> [WHAT YOU SHOULD DO]: Report the number of lines holding "touching" in the material below, and nothing more.

> [RECORDS FOR PROCESSING]:
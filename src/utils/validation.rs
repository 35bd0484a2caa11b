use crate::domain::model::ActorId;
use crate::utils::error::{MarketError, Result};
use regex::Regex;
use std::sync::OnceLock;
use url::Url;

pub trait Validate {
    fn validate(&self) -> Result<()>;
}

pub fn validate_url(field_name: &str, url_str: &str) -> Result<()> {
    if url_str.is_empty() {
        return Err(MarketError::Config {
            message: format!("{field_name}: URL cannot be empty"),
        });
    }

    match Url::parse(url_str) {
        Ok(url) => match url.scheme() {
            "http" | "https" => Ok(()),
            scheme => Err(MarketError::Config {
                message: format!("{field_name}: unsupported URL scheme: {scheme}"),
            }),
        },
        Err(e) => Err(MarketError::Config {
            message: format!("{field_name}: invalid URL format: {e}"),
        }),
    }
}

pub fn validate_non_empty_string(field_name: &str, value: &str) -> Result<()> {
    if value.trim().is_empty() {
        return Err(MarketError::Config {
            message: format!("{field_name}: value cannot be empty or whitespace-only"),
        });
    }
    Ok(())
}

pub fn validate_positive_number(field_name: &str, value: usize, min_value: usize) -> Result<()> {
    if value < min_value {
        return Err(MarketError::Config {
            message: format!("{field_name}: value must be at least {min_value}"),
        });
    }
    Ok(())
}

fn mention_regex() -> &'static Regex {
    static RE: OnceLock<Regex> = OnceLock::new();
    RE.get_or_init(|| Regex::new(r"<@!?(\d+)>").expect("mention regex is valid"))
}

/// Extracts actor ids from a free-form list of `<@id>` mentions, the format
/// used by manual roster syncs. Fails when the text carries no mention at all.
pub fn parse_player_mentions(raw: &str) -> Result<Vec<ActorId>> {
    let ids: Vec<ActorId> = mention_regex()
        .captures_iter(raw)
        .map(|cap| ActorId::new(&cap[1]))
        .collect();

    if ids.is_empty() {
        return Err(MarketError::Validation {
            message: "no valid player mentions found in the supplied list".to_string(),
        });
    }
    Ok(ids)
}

* * *

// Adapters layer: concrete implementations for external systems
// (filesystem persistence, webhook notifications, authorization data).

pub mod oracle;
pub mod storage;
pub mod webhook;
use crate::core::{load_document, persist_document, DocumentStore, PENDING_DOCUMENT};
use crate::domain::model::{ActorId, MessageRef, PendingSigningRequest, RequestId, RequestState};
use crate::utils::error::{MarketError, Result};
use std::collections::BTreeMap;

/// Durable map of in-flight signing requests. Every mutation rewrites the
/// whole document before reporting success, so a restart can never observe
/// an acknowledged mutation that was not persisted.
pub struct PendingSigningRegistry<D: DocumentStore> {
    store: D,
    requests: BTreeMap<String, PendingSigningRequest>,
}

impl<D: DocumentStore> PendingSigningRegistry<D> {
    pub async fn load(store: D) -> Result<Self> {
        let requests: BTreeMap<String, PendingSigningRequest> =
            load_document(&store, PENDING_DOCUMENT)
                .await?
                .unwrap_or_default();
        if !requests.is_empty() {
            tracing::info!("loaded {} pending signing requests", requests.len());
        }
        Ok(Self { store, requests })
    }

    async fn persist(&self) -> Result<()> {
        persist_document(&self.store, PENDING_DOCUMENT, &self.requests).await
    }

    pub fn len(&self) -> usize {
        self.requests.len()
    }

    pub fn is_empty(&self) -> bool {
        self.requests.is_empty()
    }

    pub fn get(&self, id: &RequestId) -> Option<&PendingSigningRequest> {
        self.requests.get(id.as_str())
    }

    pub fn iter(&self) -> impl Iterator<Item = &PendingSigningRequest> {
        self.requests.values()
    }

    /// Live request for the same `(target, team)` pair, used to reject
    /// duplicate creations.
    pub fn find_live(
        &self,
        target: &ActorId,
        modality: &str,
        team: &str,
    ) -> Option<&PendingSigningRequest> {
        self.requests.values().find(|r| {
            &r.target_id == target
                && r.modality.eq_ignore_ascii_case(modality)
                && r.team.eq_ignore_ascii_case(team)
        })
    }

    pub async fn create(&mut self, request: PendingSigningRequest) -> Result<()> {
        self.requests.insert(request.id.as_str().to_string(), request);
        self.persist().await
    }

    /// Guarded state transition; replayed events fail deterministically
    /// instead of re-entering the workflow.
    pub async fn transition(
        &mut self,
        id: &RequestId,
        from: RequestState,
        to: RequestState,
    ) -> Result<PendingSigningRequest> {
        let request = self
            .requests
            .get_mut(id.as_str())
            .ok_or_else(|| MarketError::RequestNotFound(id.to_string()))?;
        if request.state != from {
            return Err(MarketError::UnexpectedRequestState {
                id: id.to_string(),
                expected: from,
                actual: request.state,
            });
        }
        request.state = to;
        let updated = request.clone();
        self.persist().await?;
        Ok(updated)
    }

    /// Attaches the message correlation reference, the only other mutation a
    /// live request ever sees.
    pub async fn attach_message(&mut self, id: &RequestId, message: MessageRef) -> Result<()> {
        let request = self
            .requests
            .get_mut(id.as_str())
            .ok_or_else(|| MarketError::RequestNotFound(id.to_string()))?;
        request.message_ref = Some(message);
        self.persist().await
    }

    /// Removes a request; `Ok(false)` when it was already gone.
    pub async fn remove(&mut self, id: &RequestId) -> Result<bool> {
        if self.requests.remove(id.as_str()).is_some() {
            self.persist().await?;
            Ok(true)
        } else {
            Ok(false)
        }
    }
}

* * *

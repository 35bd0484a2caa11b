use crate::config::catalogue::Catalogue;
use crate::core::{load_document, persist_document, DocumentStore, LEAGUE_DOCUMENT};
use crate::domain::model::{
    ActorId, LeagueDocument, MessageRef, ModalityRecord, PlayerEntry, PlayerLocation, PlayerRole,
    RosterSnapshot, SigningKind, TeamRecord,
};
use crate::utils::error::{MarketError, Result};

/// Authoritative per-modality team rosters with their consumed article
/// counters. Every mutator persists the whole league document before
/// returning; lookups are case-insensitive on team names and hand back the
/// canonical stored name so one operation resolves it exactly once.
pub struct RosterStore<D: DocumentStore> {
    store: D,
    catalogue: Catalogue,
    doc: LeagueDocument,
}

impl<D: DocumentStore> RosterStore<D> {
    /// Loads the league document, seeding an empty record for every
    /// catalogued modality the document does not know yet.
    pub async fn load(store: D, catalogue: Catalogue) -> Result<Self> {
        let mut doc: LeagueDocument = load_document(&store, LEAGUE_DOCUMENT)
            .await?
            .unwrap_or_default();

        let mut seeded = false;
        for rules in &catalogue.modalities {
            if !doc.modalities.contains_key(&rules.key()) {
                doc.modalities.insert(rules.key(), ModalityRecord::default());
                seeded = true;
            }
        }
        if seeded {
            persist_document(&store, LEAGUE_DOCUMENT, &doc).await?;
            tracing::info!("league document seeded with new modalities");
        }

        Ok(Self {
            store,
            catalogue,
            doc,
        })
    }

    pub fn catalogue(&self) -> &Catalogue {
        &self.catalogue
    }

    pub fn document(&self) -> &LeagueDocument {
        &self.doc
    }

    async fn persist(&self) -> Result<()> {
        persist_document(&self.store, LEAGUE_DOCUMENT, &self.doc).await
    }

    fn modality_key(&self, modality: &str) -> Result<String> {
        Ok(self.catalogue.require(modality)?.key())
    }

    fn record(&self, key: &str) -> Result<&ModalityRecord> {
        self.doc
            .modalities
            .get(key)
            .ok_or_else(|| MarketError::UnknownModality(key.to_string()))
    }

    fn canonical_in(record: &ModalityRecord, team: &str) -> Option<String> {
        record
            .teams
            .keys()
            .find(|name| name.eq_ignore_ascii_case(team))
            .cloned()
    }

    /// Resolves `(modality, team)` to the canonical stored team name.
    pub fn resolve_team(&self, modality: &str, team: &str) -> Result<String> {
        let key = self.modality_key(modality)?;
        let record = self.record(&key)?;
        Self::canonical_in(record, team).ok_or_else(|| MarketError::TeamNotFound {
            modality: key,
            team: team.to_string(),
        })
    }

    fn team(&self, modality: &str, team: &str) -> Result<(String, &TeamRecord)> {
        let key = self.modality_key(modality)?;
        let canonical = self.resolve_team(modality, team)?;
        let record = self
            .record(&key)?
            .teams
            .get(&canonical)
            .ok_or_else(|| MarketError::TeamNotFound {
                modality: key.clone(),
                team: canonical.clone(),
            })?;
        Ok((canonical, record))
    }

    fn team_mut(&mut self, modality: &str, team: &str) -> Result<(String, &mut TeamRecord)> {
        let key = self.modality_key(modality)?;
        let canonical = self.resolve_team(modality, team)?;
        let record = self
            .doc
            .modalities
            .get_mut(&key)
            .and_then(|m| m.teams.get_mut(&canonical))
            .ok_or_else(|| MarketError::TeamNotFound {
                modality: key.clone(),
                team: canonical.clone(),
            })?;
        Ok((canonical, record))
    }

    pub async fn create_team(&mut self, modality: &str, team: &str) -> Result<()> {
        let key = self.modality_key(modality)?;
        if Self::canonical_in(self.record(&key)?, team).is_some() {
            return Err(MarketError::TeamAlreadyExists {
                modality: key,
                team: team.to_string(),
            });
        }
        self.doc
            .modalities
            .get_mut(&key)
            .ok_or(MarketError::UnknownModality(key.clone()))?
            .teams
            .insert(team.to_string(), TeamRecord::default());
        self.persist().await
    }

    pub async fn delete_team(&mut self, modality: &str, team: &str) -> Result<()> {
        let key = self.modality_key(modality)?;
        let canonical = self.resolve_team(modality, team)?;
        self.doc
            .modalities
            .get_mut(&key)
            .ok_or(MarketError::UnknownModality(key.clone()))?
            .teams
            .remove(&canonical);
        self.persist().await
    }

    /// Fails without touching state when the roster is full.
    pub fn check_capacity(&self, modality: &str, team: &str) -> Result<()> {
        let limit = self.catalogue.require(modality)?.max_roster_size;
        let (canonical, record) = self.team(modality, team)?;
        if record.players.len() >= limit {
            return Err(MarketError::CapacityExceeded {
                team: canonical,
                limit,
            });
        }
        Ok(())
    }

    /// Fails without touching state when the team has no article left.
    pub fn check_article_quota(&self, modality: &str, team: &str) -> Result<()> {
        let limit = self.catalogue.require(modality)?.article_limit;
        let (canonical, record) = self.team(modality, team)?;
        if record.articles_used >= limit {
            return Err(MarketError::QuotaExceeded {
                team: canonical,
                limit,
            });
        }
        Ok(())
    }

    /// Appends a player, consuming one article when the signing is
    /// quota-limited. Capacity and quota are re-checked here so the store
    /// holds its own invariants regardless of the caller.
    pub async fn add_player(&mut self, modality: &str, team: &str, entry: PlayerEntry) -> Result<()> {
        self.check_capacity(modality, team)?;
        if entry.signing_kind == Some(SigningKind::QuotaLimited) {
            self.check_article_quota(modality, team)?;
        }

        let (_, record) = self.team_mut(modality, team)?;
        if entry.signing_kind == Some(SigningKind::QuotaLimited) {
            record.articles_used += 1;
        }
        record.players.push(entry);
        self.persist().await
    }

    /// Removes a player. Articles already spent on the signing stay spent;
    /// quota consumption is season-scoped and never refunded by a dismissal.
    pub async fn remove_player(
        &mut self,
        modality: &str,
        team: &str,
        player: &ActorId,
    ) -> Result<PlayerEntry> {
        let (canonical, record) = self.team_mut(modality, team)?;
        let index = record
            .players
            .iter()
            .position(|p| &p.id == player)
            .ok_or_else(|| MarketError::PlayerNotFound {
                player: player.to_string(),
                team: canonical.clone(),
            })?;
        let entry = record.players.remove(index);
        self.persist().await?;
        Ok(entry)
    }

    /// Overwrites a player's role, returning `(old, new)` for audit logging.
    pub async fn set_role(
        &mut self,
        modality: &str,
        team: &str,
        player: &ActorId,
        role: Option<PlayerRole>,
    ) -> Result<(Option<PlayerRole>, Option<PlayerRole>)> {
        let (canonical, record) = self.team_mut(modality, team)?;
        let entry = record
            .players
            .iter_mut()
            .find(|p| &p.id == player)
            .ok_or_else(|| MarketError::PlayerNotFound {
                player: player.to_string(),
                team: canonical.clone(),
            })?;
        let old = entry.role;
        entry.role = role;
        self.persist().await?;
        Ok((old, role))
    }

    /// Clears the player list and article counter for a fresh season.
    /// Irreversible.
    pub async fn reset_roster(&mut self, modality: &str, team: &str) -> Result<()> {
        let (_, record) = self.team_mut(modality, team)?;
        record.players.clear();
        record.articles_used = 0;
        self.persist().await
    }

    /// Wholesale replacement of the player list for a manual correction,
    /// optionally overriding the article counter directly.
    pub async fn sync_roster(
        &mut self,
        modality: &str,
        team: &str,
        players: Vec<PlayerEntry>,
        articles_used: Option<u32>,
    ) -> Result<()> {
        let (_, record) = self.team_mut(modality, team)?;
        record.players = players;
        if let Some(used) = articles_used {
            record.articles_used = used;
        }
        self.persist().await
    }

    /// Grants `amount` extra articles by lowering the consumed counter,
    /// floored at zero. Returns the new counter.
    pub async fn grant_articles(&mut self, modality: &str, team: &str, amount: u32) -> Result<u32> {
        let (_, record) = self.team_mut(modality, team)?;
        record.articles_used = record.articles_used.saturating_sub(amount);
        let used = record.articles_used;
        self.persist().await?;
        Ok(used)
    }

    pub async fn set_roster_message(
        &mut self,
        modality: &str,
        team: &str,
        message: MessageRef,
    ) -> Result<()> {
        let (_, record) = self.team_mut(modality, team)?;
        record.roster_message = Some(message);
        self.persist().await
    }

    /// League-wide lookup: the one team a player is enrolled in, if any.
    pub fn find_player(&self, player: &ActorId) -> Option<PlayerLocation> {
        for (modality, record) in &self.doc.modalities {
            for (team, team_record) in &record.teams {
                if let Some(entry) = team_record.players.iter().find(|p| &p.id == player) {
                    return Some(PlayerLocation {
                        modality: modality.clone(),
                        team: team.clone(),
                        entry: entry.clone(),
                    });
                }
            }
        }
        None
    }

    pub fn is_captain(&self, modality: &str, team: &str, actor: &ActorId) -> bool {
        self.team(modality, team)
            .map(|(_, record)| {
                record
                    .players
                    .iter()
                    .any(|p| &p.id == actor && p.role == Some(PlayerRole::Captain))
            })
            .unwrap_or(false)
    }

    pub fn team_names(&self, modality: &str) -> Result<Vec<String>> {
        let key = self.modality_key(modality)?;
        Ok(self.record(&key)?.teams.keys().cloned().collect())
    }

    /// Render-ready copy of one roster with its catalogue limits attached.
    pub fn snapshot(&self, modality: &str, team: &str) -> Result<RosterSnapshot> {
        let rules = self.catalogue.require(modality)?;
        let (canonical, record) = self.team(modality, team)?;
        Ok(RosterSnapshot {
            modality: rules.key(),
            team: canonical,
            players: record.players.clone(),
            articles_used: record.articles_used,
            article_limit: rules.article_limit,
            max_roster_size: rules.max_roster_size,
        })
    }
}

> [RESULT OF THIS EXERCISE]: 2